With isolated combining characters, or when a process is unable to perform graphical combination, a process may present a combining character without graphical combination; that is, it may present it as if it were a base character.

The representative images of combining characters are depicted with a dotted circle in the code charts; when presented in graphical combination with a preceding base character, that base character is intended to appear in the position occupied by the dotted circle.

Combining characters generally take on the properties of their base character, while retaining their combining property.

D17 Combining character sequence: A maximal character sequence consisting of either a base character followed by a sequence of one or more characters where each is a combining character, ZERO WIDTH JOINER, or ZERO WIDTH NON-JOINER; or a sequence of one or more characters where each is a combining character, ZERO WIDTH JOINER, or ZERO WIDTH NON-JOINER.

When identifying a combining character sequence in Unicode text, the definition of the combining character sequence is applied maximally. Thus, for example, in the sequence <c, dot-below, caron, acute, a>, the entire sequence <c, dot-below, caron, acute> is identified as the combining character sequence, rather than the alternative of identifying <c, dot-below> as a combining character sequence followed by a separate (defective) combining character sequence <caron, acute>.

(The changes to D14 and D17 do not imply that any particular sequence is automatically meaningful or interoperable; sequences must still be documented and used in conventional ways to convey specific meanings.)

Change to Definition D9b

Unicode 4.0.1 explicitly acknowledges that provisional properties are not maintained. Unicode 4.0 contains this definition in Chapter 3, section 5 [page 67]:

D9b Provisional property: A Unicode character property whose values are unapproved and tentative, and which may be incomplete or otherwise not in a usable state.

This has been modified by addition of a bullet item, as follows:

D9b Provisional property: A Unicode character property whose values are unapproved and tentative, and which may be incomplete or otherwise not in a usable state.

Provisional properties may be removed from future versions of the standard, without prior notice.

Clarification of Bengali Reph and Ya-phalaa

The formation of the Reph form is defined in the Unicode 4.0 Book, Section 9.1, Rules for Rendering, R2. Basically, the Reph is formed when a Ra which has the inherent vowel killed by the virama/halant begins a syllable.

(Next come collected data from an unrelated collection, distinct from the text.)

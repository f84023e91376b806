//! Staff roles and the admission policy applied on every identity sync.

use std::fmt;
use std::str::FromStr;

use serde::{Deserialize, Serialize};

use crate::error::CoreError;

pub const ROLE_ADMIN: &str = "admin";
pub const ROLE_STAFF: &str = "staff";
pub const ROLE_REPRESENTATIVE: &str = "representative";
pub const ROLE_PENDING: &str = "pending";

/// Display name used when neither the identity nor the store provides one and
/// there is no email to derive it from.
pub const FALLBACK_DISPLAY_NAME: &str = "User";

/// Role held by a staff account.
#[derive(Debug, Clone, Copy, PartialEq, Eq, Hash, Serialize, Deserialize)]
#[serde(rename_all = "lowercase")]
pub enum Role {
    Admin,
    Staff,
    Representative,
    /// Registered but not yet approved by an admin.
    Pending,
}

impl Role {
    pub const fn as_str(self) -> &'static str {
        match self {
            Role::Admin => ROLE_ADMIN,
            Role::Staff => ROLE_STAFF,
            Role::Representative => ROLE_REPRESENTATIVE,
            Role::Pending => ROLE_PENDING,
        }
    }

    /// Roles an admin may assign explicitly. `pending` is only ever granted by
    /// the admission policy.
    pub const fn is_assignable(self) -> bool {
        !matches!(self, Role::Pending)
    }

    /// Parse a role supplied by an admin for a role change.
    pub fn parse_assignable(value: &str) -> Result<Role, CoreError> {
        match value.parse::<Role>() {
            Ok(role) if role.is_assignable() => Ok(role),
            _ => Err(CoreError::Validation("Invalid role".into())),
        }
    }

    /// Capitalized form used in notification copy (`"Representative"`).
    pub fn title(self) -> String {
        capitalize(self.as_str())
    }
}

impl fmt::Display for Role {
    fn fmt(&self, f: &mut fmt::Formatter<'_>) -> fmt::Result {
        f.write_str(self.as_str())
    }
}

impl FromStr for Role {
    type Err = CoreError;

    fn from_str(s: &str) -> Result<Self, Self::Err> {
        match s {
            ROLE_ADMIN => Ok(Role::Admin),
            ROLE_STAFF => Ok(Role::Staff),
            ROLE_REPRESENTATIVE => Ok(Role::Representative),
            ROLE_PENDING => Ok(Role::Pending),
            other => Err(CoreError::Validation(format!("Unknown role '{other}'"))),
        }
    }
}

impl TryFrom<String> for Role {
    type Error = CoreError;

    fn try_from(value: String) -> Result<Self, Self::Error> {
        value.parse()
    }
}

// ---------------------------------------------------------------------------
// Admission
// ---------------------------------------------------------------------------

/// Outcome of the admission policy for one verified identity.
#[derive(Debug, Clone, Copy, PartialEq, Eq)]
pub enum Admission {
    /// First account ever synced; granted `admin` unconditionally.
    Bootstrap,
    /// Known account; its stored role is kept.
    Returning(Role),
    /// New account in a populated store; waits for manual promotion.
    AwaitingApproval,
}

impl Admission {
    pub const fn role(self) -> Role {
        match self {
            Admission::Bootstrap => Role::Admin,
            Admission::Returning(role) => role,
            Admission::AwaitingApproval => Role::Pending,
        }
    }

    /// Whether the admin and the new identity must be told about a pending
    /// registration.
    pub const fn notifies_registration(self) -> bool {
        matches!(self, Admission::AwaitingApproval)
    }
}

/// Decide the role for an identity being synced.
pub fn admit(store_is_empty: bool, existing_role: Option<Role>) -> Admission {
    if store_is_empty {
        return Admission::Bootstrap;
    }
    match existing_role {
        Some(role) => Admission::Returning(role),
        None => Admission::AwaitingApproval,
    }
}

/// Pick the display name to store: provided name, then stored name, then the
/// capitalized local part of the email.
pub fn resolve_display_name(
    provided: Option<&str>,
    stored: Option<&str>,
    email: Option<&str>,
) -> String {
    let non_blank = |s: &&str| !s.trim().is_empty();

    if let Some(name) = provided.filter(non_blank) {
        return name.to_string();
    }
    if let Some(name) = stored.filter(non_blank) {
        return name.to_string();
    }
    email
        .and_then(|e| e.split('@').next())
        .filter(non_blank)
        .map(capitalize)
        .unwrap_or_else(|| FALLBACK_DISPLAY_NAME.to_string())
}

fn capitalize(s: &str) -> String {
    let mut chars = s.chars();
    match chars.next() {
        Some(first) => first.to_uppercase().chain(chars).collect(),
        None => String::new(),
    }
}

This is shown in the following example.

The Ya-phalaa is a post-base form of Ya and I formed when the Ya is the final consonant of a syllable cluster. In this case, the previous consonant retains is base shape and the virama/halant is combined with the following Ya. This is shown in the following example.

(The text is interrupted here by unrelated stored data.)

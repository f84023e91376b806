//! Unauthenticated routes.

use axum::routing::{get, post};
use axum::Router;

use crate::handlers::{products, public};
use crate::state::AppState;

/// Public routes mounted at `/api`.
///
/// ```text
/// GET|POST /respond/{token}             -> respond
/// GET      /public/request/{token}      -> get_request_by_token
/// POST     /public/purchase-requests    -> create_public_purchase_request
/// GET      /products                    -> list_products
/// ```
pub fn router() -> Router<AppState> {
    Router::new()
        .route("/respond/{token}", get(public::respond).post(public::respond))
        .route("/public/request/{token}", get(public::get_request_by_token))
        .route(
            "/public/purchase-requests",
            post(public::create_public_purchase_request),
        )
        .route("/products", get(products::list_products))
}
//! Admin handlers for purchase requests.

use axum::extract::{Path, Query, State};
use axum::http::StatusCode;
use axum::response::IntoResponse;
use axum::Json;
use serde::Serialize;
use staffpurchase_core::purchase_request::{
    PurchaseRequestInput, PurchaseRequestPatch, RequestListQuery,
};
use staffpurchase_core::types::DbId;

use crate::engine::lifecycle::{Sender, PUBLIC_SENDER_NAME};
use crate::error::AppResult;
use crate::middleware::rbac::RequireAdmin;
use crate::response::{MessageResponse, MessageWith};
use crate::state::AppState;

pub(crate) const CREATED_MESSAGE: &str = "Purchase Request created and sent successfully";

#[derive(Debug, Serialize)]
pub(crate) struct CreatedId {
    pub id: DbId,
}

/// POST /api/admin/purchase-requests
///
/// Create a request on behalf of the calling admin.
pub async fn create_purchase_request(
    RequireAdmin(admin): RequireAdmin,
    State(state): State<AppState>,
    Json(input): Json<PurchaseRequestInput>,
) -> AppResult<impl IntoResponse> {
    let email = if admin.email.trim().is_empty() {
        state.config.notifications.admin_email.clone()
    } else {
        admin.email.clone()
    };
    let name = if admin.name.trim().is_empty() {
        PUBLIC_SENDER_NAME.to_string()
    } else {
        admin.name.clone()
    };

    let request = state.lifecycle().create(input, Sender { email, name }).await?;

    Ok((
        StatusCode::CREATED,
        Json(MessageWith::new(CREATED_MESSAGE, CreatedId { id: request.id })),
    ))
}

/// GET /api/admin/purchase-requests
///
/// List requests, newest first. Query: `status`, `store`, `employee`,
/// `startDate`, `endDate`.
pub async fn list_purchase_requests(
    RequireAdmin(_admin): RequireAdmin,
    State(state): State<AppState>,
    Query(query): Query<RequestListQuery>,
) -> AppResult<impl IntoResponse> {
    let requests = state.lifecycle().list(query).await?;
    Ok(Json(requests))
}

/// GET /api/admin/purchase-requests/{id}
pub async fn get_purchase_request(
    RequireAdmin(_admin): RequireAdmin,
    State(state): State<AppState>,
    Path(id): Path<DbId>,
) -> AppResult<impl IntoResponse> {
    let request = state.lifecycle().get(id).await?;
    Ok(Json(request))
}

/// PUT /api/admin/purchase-requests/{id}
///
/// Edit descriptive fields. Lifecycle fields in the body are ignored.
pub async fn update_purchase_request(
    RequireAdmin(admin): RequireAdmin,
    State(state): State<AppState>,
    Path(id): Path<DbId>,
    Json(patch): Json<PurchaseRequestPatch>,
) -> AppResult<impl IntoResponse> {
    state.lifecycle().update(id, patch).await?;
    tracing::debug!(request_id = id, admin = %admin.uid, "Request edited by admin");
    Ok(Json(MessageResponse::new("Request updated successfully")))
}

/// DELETE /api/admin/purchase-requests/{id}
pub async fn delete_purchase_request(
    RequireAdmin(admin): RequireAdmin,
    State(state): State<AppState>,
    Path(id): Path<DbId>,
) -> AppResult<impl IntoResponse> {
    state.lifecycle().delete(id).await?;
    tracing::debug!(request_id = id, admin = %admin.uid, "Request deleted by admin");
    Ok(Json(MessageResponse::new("Request deleted successfully")))
}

An ambiguous situation is encountered when the combination of Ra + virama/halant + Ya is encountered.

To resolve the ambiguity with this combination and to have consistent behavior, the processing order of the Bengali script is taken into account. When parsing the text, the ability to form the Reph is identified first and therefore the Reph form should have priority in processing. Thus, it is necessary to insert a U+200C ZERO WIDTH NON-JOINER character into the stream between the Ra and virama/halant to allow the virama/halant and Ya to be grouped together during processing.

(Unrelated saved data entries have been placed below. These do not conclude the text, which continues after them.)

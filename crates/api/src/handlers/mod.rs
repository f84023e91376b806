pub mod products;
pub mod public;
pub mod purchase_requests;
pub mod reminders;
pub mod staff;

In the example above, the ZWNJ is used because two characters that would join by default are intended to remain as separate entities. In cases other than where the RA is the first character in the cluster, the ZWNJ is not required for the formation of the Ya-phalaa. However, for ease of placing the Ya-phalaa input as a single key input, it should be permissible for the Ya-phalaa to be consistently formed by “ZWNJ + VIRAMA + YA” (U+200C + U+09CD + U+09AF).

Unicode Character Database

The updated Unicode Character Database files for this version are available in the 4.0.1 Update directory. For the unchanged files, see the Components for Version 4.0.1. For more detailed information about the changes in the Unicode Character Database, see the file UCD.html in the Unicode Character Database.